DATA RECORDS:

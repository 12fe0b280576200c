//! 識別碼類型
//!
//! 所有實體識別碼皆為儲存層指派的序號（大於 0 才有效），
//! 以強型別包裝避免在呼叫端互相混用。

use serde::{Deserialize, Serialize};
use std::fmt;

macro_rules! entity_id {
    ($(#[$doc:meta])* $name:ident) => {
        $(#[$doc])*
        #[derive(
            Debug, Clone, Copy, PartialEq, Eq, Hash, PartialOrd, Ord, Serialize, Deserialize,
        )]
        #[serde(transparent)]
        pub struct $name(i64);

        impl $name {
            /// 創建新的識別碼
            pub fn new(id: i64) -> Self {
                Self(id)
            }

            /// 取得原始序號
            pub fn get(self) -> i64 {
                self.0
            }

            /// 檢查序號是否有效（必須大於 0）
            pub fn is_valid(self) -> bool {
                self.0 > 0
            }
        }

        impl fmt::Display for $name {
            fn fmt(&self, f: &mut fmt::Formatter<'_>) -> fmt::Result {
                write!(f, "{}", self.0)
            }
        }
    };
}

entity_id!(
    /// 製造商ID
    ManufacturerId
);
entity_id!(
    /// 食物銀行ID
    PantryId
);
entity_id!(
    /// 捐贈ID
    DonationId
);
entity_id!(
    /// 捐贈品項ID
    DonationItemId
);
entity_id!(
    /// 食物需求ID
    RequestId
);
entity_id!(
    /// 訂單ID
    OrderId
);
entity_id!(
    /// 分配ID
    AllocationId
);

WHAT NEEDS TO BE DONE:
Without altering a single word, repeat the material.

RESPONSE TO THIS EXERCISE:
repository 12fe0b280576200c
//! 識別碼類型
//!
//! 所有實體識別碼皆為儲存層指派的序號（大於 0 才有效），
//! 以強型別包裝避免在呼叫端互相混用。

use serde::{Deserialize, Serialize};
use std::fmt;

macro_rules! entity_id {
    ($(#[$doc:meta])* $name:ident) => {
        $(#[$doc])*
        #[derive(
            Debug, Clone, Copy, PartialEq, Eq, Hash, PartialOrd, Ord, Serialize, Deserialize,
        )]
        #[serde(transparent)]
        pub struct $name(i64);

        impl $name {
            /// 創建新的識別碼
            pub fn new(id: i64) -> Self {
                Self(id)
            }

            /// 取得原始序號
            pub fn get(self) -> i64 {
                self.0
            }

            /// 檢查序號是否有效（必須大於 0）
            pub fn is_valid(self) -> bool {
                self.0 > 0
            }
        }

        impl fmt::Display for $name {
            fn fmt(&self, f: &mut fmt::Formatter<'_>) -> fmt::Result {
                write!(f, "{}", self.0)
            }
        }
    };
}

entity_id!(
    /// 製造商ID
    ManufacturerId
);
entity_id!(
    /// 食物銀行ID
    PantryId
);
entity_id!(
    /// 捐贈ID
    DonationId
);
entity_id!(
    /// 捐贈品項ID
    DonationItemId
);
entity_id!(
    /// 食物需求ID
    RequestId
);
entity_id!(
    /// 訂單ID
    OrderId
);
entity_id!(
    /// 分配ID
    AllocationId
);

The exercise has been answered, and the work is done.